The Leafs have encountered wintery conditions in the Parry Sound district. On Sunday some of them attempted to motor to that town, but had to turn back after reaching the Muskoka district because of the snow drifts on the highways. Most of the players took their golf sticks to the camp, but reports from there tonight are that unless mild weather comes soon, the outlook for golf is poor indeed.
Come to Parry Sound for camp, bring your golf sticks, enjoy the snow drifts!
"Yesterday was the last rehearsal for fancy-skating. Sonja Henie has her partner."
This read the not posted in the Leafs hotel lobby by Maple Leafs coach Dick Irvin after a lacklustre practice by his men.
Apparently this "burned up" his 15 Maple Leafs, 16 Syracuse Stars and the six amateurs invited to camp. The Canadian Press described, "in two bruising practice games at nearby Galt Arena the hockeyists bounced each other around with no quarter asked or given.
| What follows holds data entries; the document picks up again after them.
//! Re-gridding to a target ground resolution.

use std::path::Path;

use precip_common::{GeoTransform, RasterGrid};
use rayon::prelude::*;
use tracing::{debug, info};

use crate::error::{RasterOpsError, Result};
use crate::interpolation::InterpolationMethod;

/// Output dimensions for re-gridding `dim` cells of `pixel_size` to `target`.
///
/// The extent is preserved, so the count is rounded and never drops below one.
pub fn target_dimension(dim: usize, pixel_size: f64, target: f64) -> usize {
    ((dim as f64 * pixel_size / target).round() as usize).max(1)
}

/// Re-grid `source` to square cells of `target_resolution` CRS units.
///
/// The geographic extent is kept: each output cell is `extent / new_dim`
/// wide, which equals `target_resolution` whenever the extent is a whole
/// multiple of it. Output cells are sampled at their centres (GDAL pixel
/// convention) and no-data in the source is treated as missing. Cells with
/// no valid neighbour carry the source no-data value.
pub fn resample(
    source: &RasterGrid,
    target_resolution: f64,
    method: InterpolationMethod,
) -> Result<RasterGrid> {
    if !target_resolution.is_finite() || target_resolution <= 0.0 {
        return Err(RasterOpsError::InvalidResolution(target_resolution));
    }
    source.ensure_axis_aligned()?;

    let (src_w, src_h) = (source.width(), source.height());
    let (pw, ph) = source.transform().pixel_size();
    let dst_w = target_dimension(src_w, pw, target_resolution);
    let dst_h = target_dimension(src_h, ph, target_resolution);

    // Source values with every no-data cell normalised to NaN
    let src: Vec<f32> = source
        .data()
        .iter()
        .map(|&v| if source.is_no_data(v) { f32::NAN } else { v })
        .collect();

    let scale_x = src_w as f64 / dst_w as f64;
    let scale_y = src_h as f64 / dst_h as f64;
    let fill = source.fill_value();

    let mut output = vec![fill; dst_w * dst_h];
    output
        .par_chunks_mut(dst_w)
        .enumerate()
        .for_each(|(row, out_row)| {
            let sy = (row as f64 + 0.5) * scale_y - 0.5;
            for (col, out) in out_row.iter_mut().enumerate() {
                let sx = (col as f64 + 0.5) * scale_x - 0.5;
                let v = method.sample(&src, src_w, src_h, sx, sy);
                if !v.is_nan() {
                    *out = v;
                }
            }
        });

    let t = source.transform();
    let transform = GeoTransform {
        origin_x: t.origin_x,
        pixel_width: t.pixel_width * scale_x,
        row_rotation: 0.0,
        origin_y: t.origin_y,
        col_rotation: 0.0,
        pixel_height: t.pixel_height * scale_y,
    };

    debug!(
        src_width = src_w,
        src_height = src_h,
        dst_width = dst_w,
        dst_height = dst_h,
        method = %method,
        "resampled grid"
    );

    let grid = RasterGrid::new(dst_w, dst_h, output, transform, source.crs(), source.no_data())?;
    Ok(grid)
}

/// Resample the raster at `input` and write it as a Float32 GeoTIFF.
///
/// The input is never modified; the output replaces `output` atomically.
pub fn resample_file(
    input: &Path,
    output: &Path,
    target_resolution: f64,
    method: InterpolationMethod,
) -> Result<RasterGrid> {
    if !target_resolution.is_finite() || target_resolution <= 0.0 {
        return Err(RasterOpsError::InvalidResolution(target_resolution));
    }

    let source = raster_io::read_raster(input)?;
    let grid = resample(&source, target_resolution, method)?;
    raster_io::write_geotiff(output, &grid).map_err(|e| RasterOpsError::io_write(output, e))?;

    info!(
        input = %input.display(),
        output = %output.display(),
        width = grid.width(),
        height = grid.height(),
        "resampled raster written"
    );
    Ok(grid)
}

#[cfg(test)]
mod tests {
    use super::*;
    use precip_common::CrsCode;

    fn grid(width: usize, height: usize, pixel: f64, data: Vec<f32>, no_data: Option<f64>) -> RasterGrid {
        RasterGrid::new(
            width,
            height,
            data,
            GeoTransform::north_up(-50.0, -20.0, pixel, pixel),
            CrsCode::Epsg4326,
            no_data,
        )
        .unwrap()
    }

    #[test]
    fn test_target_dimension() {
        assert_eq!(target_dimension(10, 0.1, 0.025), 40);
        assert_eq!(target_dimension(3, 0.1, 0.04), 8); // 7.5 rounds up
        assert_eq!(target_dimension(2, 0.1, 5.0), 1);
    }

    #[test]
    fn test_uniform_field_is_preserved() {
        let src = grid(10, 10, 0.1, vec![5.0; 100], None);
        for method in [
            InterpolationMethod::Nearest,
            InterpolationMethod::Bilinear,
            InterpolationMethod::Cubic,
        ] {
            let out = resample(&src, 0.025, method).unwrap();
            assert_eq!((out.width(), out.height()), (40, 40));
            assert!(out.data().iter().all(|v| (*v - 5.0).abs() < 1e-6), "{}", method);
            assert!(out.bounds().approx_eq(&src.bounds(), 1e-9), "{}", method);
        }
    }

    #[test]
    fn test_extent_kept_when_not_a_multiple() {
        let src = grid(3, 3, 0.1, vec![1.0; 9], None);
        let out = resample(&src, 0.04, InterpolationMethod::Bilinear).unwrap();
        assert_eq!(out.width(), 8);
        assert!(out.bounds().approx_eq(&src.bounds(), 1e-9));
        assert!((out.transform().pixel_width - 0.0375).abs() < 1e-12);
    }

    #[test]
    fn test_nearest_upsampling_replicates_cells() {
        let src = grid(2, 1, 1.0, vec![1.0, 2.0], None);
        let out = resample(&src, 0.5, InterpolationMethod::Nearest).unwrap();
        assert_eq!(out.data(), &[1.0, 1.0, 2.0, 2.0, 1.0, 1.0, 2.0, 2.0]);
    }

    #[test]
    fn test_no_data_is_not_spread() {
        let src = grid(2, 2, 1.0, vec![-9999.0, 4.0, 4.0, 4.0], Some(-9999.0));
        let out = resample(&src, 0.5, InterpolationMethod::Bilinear).unwrap();
        // The corner cell sits on the missing centre; everything else is
        // renormalised over valid neighbours and never mixes in the sentinel
        assert_eq!(out.data()[0], -9999.0);
        assert!(out.data()[1..].iter().all(|v| (*v - 4.0).abs() < 1e-6));
        assert_eq!(out.no_data(), Some(-9999.0));
    }

    #[test]
    fn test_all_missing_yields_no_data() {
        let src = grid(2, 2, 1.0, vec![f32::NAN; 4], None);
        let out = resample(&src, 0.5, InterpolationMethod::Bilinear).unwrap();
        assert_eq!(out.valid_count(), 0);
    }

    #[test]
    fn test_invalid_resolution() {
        let src = grid(2, 2, 1.0, vec![0.0; 4], None);
        for bad in [0.0, -0.025, f64::NAN, f64::INFINITY] {
            assert!(matches!(
                resample(&src, bad, InterpolationMethod::Bilinear),
                Err(RasterOpsError::InvalidResolution(_))
            ));
        }
    }

    #[test]
    fn test_missing_input_file() {
        let dir = tempfile::tempdir().unwrap();
        let err = resample_file(
            &dir.path().join("MERGE_CPTEC_2025011513.grib2"),
            &dir.path().join("2025-01-15-13.tif"),
            0.025,
            InterpolationMethod::Bilinear,
        )
        .unwrap_err();
        assert!(matches!(err, RasterOpsError::SourceNotFound(_)));
    }
}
Many a battle threatened in the fast going as tempers flared after stiff body-checks.
Forget fancy stats of nowadays, the Leafs were fancy skating over 70 years ago, much to the displeasure of coach Irvin. "Sonja Henie has her partner." I love it.
1962The Stanley Cup Champion Toronto Maple Leafs had better not be too many pounds over their respective playing weights when they arrive at their Peterborough training camp Sept 7.
The Leafs general manager will allow his charges seven pounds grace. But they must be able to do a minimum of 20 push-ups, 20 sit-ups and 30 knee-bends.
Imlach gave the order yesterday and also announced that Leafs will play a 15-game pre-season exhibition series across Canada and in the Western United States. The tour would take place from Sept 14 through Oct 4 stretching all the way from Kitchener, Hull, Victoria, Vancouver, San Francisco, Portland, Chilliwack, Edmonton and Calgary.
I assume Phil Kessel can do 20 push-ups, I hope. A 15 game, cross-continent pre-season tour, I wonder if the NHLPA would go for that these days.
The two-hour practice was barely over and the veteran players of the Toronto Maple Leaf were back in the dressing room doing 10 km sprints on stationary bikes. The rookies were relaxing, drinking juice. "Come on, let's show these goddamn kids," screamed mustachioed defenceman Brad Maxwell.
Head coach Dan Maloney was in his in his office, sizing up the 1985/86 Leafs for a sparse audience of only four reporters-only one from Toronto. At that precise moment, a dozen kilometres southwest at Exhibition Stadium, the Kansas City Royals were practising and there more local reporters on the field than players.
Imagine, only four reporters at a Leaf camp. Kind of makes today's expert intermission analysis of a split-squad game a bit of an over-kill.